With its wildly extravagant mise-en-scène (which manages to out-do
even Orson Welles'
The Trial,
released the following year) and equally grandiose cinematography (supplied
by the director's father Quinto),
La Fille aux yeux d'or is a film
that positive reeks of early 1960s decadence. Fellini's similarly themed
La Dolce vita (1960) is
laughably tame by comparison, and few other films made in France at the dawn
of 1960s capture the moment as intensely, as brazenly, as voluptuously as
this. Contrasting with the striking visuals is a relentlessly melancholic guitar score
that expresses, with such poignancy, the abject solitariness of the lost souls
inhabiting a world filled with stale pleasures but not one sliver of joy.
La Fille aux yeux d'or isn't just a film of its time,
it is one that boldly anticipates the cultural tsunami that would roll across
the West once the decade had got underway and the long years of post-war
austerity had finally been exorcised.
It is with astonishing ease that Albicocco transposes Balzac's 19th century
tale about a decadent wastrel falling foul of an
amour fou to swinging
Paris of the 1960s - not the Paris that most of us would recognise, but rather
one seen through a badly cracked distorting prism whilst under the influence
of psychedelic drugs - a chiaroscuro phantasmagoria woven into a suffocating
baroque fantasy. Albicocco plays with light and shade with greater
frenzy than Picasso ever played with colour, and the result is a head-splitting
whirlwind of subjective experience that forces you into the tight-fitting
shoes of the capital's debauched youth as they lunge from one hedonistic binge
to another, constantly seeking the fulfilment that never comes.

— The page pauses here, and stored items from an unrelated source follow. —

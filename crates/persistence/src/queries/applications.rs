// Copyright (C) 2026 Fred Clausen
// Use of this source code is governed by an MIT-style
// license that can be found in the LICENSE file or at
// https://opensource.org/licenses/MIT.

//! Leave application queries.
//!
//! Every filter that takes a `statuses` slice treats an empty slice as
//! "any status". Results are ordered by application ID.

use diesel::SqliteConnection;
use diesel::prelude::*;
use diesel::sqlite::Sqlite;
use leave_ledger_domain::{ApplicationId, EmployeeId, LeaveApplication, LeaveStatus, LeaveType};
use time::Date;
use tracing::debug;

use crate::data_models::{ApplicationRow, format_date};
use crate::diesel_schema::leave_applications;
use crate::error::PersistenceError;

type BoxedApplications<'a> = leave_applications::BoxedQuery<'a, Sqlite>;

fn with_statuses<'a>(query: BoxedApplications<'a>, statuses: &[LeaveStatus]) -> BoxedApplications<'a> {
    if statuses.is_empty() {
        return query;
    }
    let codes: Vec<&'static str> = statuses.iter().map(LeaveStatus::as_str).collect();
    query.filter(leave_applications::status.eq_any(codes))
}

fn load(
    conn: &mut SqliteConnection,
    query: BoxedApplications<'_>,
) -> Result<Vec<LeaveApplication>, PersistenceError> {
    query
        .order(leave_applications::application_id.asc())
        .select(ApplicationRow::as_select())
        .load::<ApplicationRow>(conn)?
        .into_iter()
        .map(LeaveApplication::try_from)
        .collect()
}

/// Retrieves an application by ID.
///
/// # Errors
///
/// Returns an error if the query fails or the row cannot be decoded.
/// Returns `Ok(None)` if the application is not found.
pub fn find_application(
    conn: &mut SqliteConnection,
    id: ApplicationId,
) -> Result<Option<LeaveApplication>, PersistenceError> {
    let row: Option<ApplicationRow> = leave_applications::table
        .filter(leave_applications::application_id.eq(id.value()))
        .select(ApplicationRow::as_select())
        .first(conn)
        .optional()?;

    row.map(LeaveApplication::try_from).transpose()
}

/// Lists an employee's applications.
///
/// # Errors
///
/// Returns an error if the query fails or a row cannot be decoded.
pub fn list_for_employee(
    conn: &mut SqliteConnection,
    employee: EmployeeId,
    statuses: &[LeaveStatus],
) -> Result<Vec<LeaveApplication>, PersistenceError> {
    let query: BoxedApplications<'_> = leave_applications::table
        .filter(leave_applications::employee_id.eq(employee.value()))
        .into_boxed();
    load(conn, with_statuses(query, statuses))
}

/// Lists an employee's applications sharing at least one day with `start..=end`.
///
/// # Errors
///
/// Returns an error if the query fails or a row cannot be decoded.
pub fn list_overlapping(
    conn: &mut SqliteConnection,
    employee: EmployeeId,
    start: Date,
    end: Date,
    statuses: &[LeaveStatus],
) -> Result<Vec<LeaveApplication>, PersistenceError> {
    let query: BoxedApplications<'_> = leave_applications::table
        .filter(leave_applications::employee_id.eq(employee.value()))
        .filter(leave_applications::start_date.le(format_date(end)?))
        .filter(leave_applications::end_date.ge(format_date(start)?))
        .into_boxed();
    let found: Vec<LeaveApplication> = load(conn, with_statuses(query, statuses))?;

    debug!(
        employee_id = %employee,
        start = %start,
        end = %end,
        count = found.len(),
        "Checked for overlapping applications"
    );
    Ok(found)
}

/// Lists an employee's applications of the given types starting within `start..=end`.
///
/// # Errors
///
/// Returns an error if the query fails or a row cannot be decoded.
pub fn list_starting_between(
    conn: &mut SqliteConnection,
    employee: EmployeeId,
    leave_types: &[LeaveType],
    start: Date,
    end: Date,
    statuses: &[LeaveStatus],
) -> Result<Vec<LeaveApplication>, PersistenceError> {
    let codes: Vec<&'static str> = leave_types.iter().map(|t| t.code()).collect();
    let query: BoxedApplications<'_> = leave_applications::table
        .filter(leave_applications::employee_id.eq(employee.value()))
        .filter(leave_applications::leave_type.eq_any(codes))
        .filter(leave_applications::start_date.ge(format_date(start)?))
        .filter(leave_applications::start_date.le(format_date(end)?))
        .into_boxed();
    load(conn, with_statuses(query, statuses))
}

/// Lists the applications routed to an approver with a given status.
///
/// # Errors
///
/// Returns an error if the query fails or a row cannot be decoded.
pub fn list_for_approver(
    conn: &mut SqliteConnection,
    approver: EmployeeId,
    status: LeaveStatus,
) -> Result<Vec<LeaveApplication>, PersistenceError> {
    let query: BoxedApplications<'_> = leave_applications::table
        .filter(leave_applications::approver_id.eq(approver.value()))
        .filter(leave_applications::status.eq(status.as_str()))
        .into_boxed();
    load(conn, query)
}

/// Counts the applications routed to an approver with a given status.
///
/// # Errors
///
/// Returns an error if the query fails.
pub fn count_for_approver(
    conn: &mut SqliteConnection,
    approver: EmployeeId,
    status: LeaveStatus,
) -> Result<u64, PersistenceError> {
    let count: i64 = leave_applications::table
        .filter(leave_applications::approver_id.eq(approver.value()))
        .filter(leave_applications::status.eq(status.as_str()))
        .count()
        .get_result(conn)?;

    u64::try_from(count).map_err(|_| PersistenceError::CorruptRecord(format!("negative count {count}")))
}

/// Lists the applications filed under a department with a given status.
///
/// # Errors
///
/// Returns an error if the query fails or a row cannot be decoded.
pub fn list_for_department(
    conn: &mut SqliteConnection,
    department: &str,
    status: LeaveStatus,
) -> Result<Vec<LeaveApplication>, PersistenceError> {
    let query: BoxedApplications<'_> = leave_applications::table
        .filter(leave_applications::department.eq(department.to_string()))
        .filter(leave_applications::status.eq(status.as_str()))
        .into_boxed();
    load(conn, query)
}

/// Lists the approved applications of a department that cover `date`.
///
/// # Errors
///
/// Returns an error if the query fails or a row cannot be decoded.
pub fn list_approved_covering(
    conn: &mut SqliteConnection,
    department: &str,
    date: Date,
) -> Result<Vec<LeaveApplication>, PersistenceError> {
    let day: String = format_date(date)?;
    let query: BoxedApplications<'_> = leave_applications::table
        .filter(leave_applications::department.eq(department.to_string()))
        .filter(leave_applications::status.eq(LeaveStatus::Approved.as_str()))
        .filter(leave_applications::start_date.le(day.clone()))
        .filter(leave_applications::end_date.ge(day))
        .into_boxed();
    load(conn, query)
}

Lacking restraint in just about every department except modesty, Albicocco's
film is as frustratingly opaque as it is blisteringly perceptive, and if,
at times, it looks like a hollow festival of self-indulgent artistry on jet-propelled
roller-skates this is because it evokes so completely and so unapologetically
the sheer naked vacuity of the life that the post-war generation inherited
once materialism and the cult of the individual had arrived, sprouting from
the decomposing remains of an imposed morality that had had its day.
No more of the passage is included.